** ASSIGNED TASK **
Tell me, please, how many lines in the records below include the word "until". Give no more than the number.
-- RECORDS SUPPLIED follows --
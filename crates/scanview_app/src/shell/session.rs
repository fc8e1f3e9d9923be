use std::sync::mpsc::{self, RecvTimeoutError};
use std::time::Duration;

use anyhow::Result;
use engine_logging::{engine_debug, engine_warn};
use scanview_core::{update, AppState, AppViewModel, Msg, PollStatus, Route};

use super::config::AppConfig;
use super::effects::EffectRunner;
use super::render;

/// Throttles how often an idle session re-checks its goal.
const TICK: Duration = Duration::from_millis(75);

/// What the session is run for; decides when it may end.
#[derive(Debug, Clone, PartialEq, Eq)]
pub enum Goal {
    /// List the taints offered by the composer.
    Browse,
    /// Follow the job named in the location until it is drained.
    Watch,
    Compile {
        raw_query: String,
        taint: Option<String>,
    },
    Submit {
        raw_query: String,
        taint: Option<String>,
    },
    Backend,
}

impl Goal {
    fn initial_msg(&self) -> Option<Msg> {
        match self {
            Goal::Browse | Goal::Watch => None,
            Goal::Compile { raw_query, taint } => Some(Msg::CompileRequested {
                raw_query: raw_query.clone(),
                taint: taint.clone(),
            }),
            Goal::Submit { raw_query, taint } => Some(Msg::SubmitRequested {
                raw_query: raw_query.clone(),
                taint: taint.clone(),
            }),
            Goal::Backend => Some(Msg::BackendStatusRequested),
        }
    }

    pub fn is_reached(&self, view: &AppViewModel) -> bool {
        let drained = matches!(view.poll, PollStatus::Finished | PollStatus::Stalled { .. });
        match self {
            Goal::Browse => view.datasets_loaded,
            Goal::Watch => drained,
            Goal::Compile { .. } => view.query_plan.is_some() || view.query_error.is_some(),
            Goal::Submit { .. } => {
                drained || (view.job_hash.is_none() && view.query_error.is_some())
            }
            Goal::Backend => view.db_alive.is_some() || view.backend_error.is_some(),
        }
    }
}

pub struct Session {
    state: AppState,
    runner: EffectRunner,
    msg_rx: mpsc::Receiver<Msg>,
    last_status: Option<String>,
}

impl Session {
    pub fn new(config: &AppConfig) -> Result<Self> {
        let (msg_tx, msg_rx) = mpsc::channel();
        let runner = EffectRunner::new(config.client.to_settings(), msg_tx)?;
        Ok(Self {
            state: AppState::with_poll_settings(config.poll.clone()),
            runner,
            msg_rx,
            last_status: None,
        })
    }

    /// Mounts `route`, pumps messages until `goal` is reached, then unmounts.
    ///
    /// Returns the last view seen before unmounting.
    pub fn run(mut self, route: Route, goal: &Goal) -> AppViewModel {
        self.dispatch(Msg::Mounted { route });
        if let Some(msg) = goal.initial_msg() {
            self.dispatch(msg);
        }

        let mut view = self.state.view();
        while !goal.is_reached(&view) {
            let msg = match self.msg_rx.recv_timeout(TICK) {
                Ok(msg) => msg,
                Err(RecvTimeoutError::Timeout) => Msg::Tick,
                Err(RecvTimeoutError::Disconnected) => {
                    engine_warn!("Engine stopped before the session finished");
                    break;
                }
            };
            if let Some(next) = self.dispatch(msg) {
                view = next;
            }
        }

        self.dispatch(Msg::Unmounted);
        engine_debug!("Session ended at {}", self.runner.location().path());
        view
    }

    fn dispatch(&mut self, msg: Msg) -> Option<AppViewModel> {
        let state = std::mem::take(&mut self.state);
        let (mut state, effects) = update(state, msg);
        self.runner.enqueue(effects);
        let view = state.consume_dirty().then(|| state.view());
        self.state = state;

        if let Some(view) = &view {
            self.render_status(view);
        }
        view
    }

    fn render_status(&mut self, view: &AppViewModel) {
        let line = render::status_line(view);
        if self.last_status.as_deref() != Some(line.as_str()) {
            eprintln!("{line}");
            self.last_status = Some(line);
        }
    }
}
-- RECORDS SUPPLIED concluded --
** RESPONSE FOR THIS EXERCISE **
2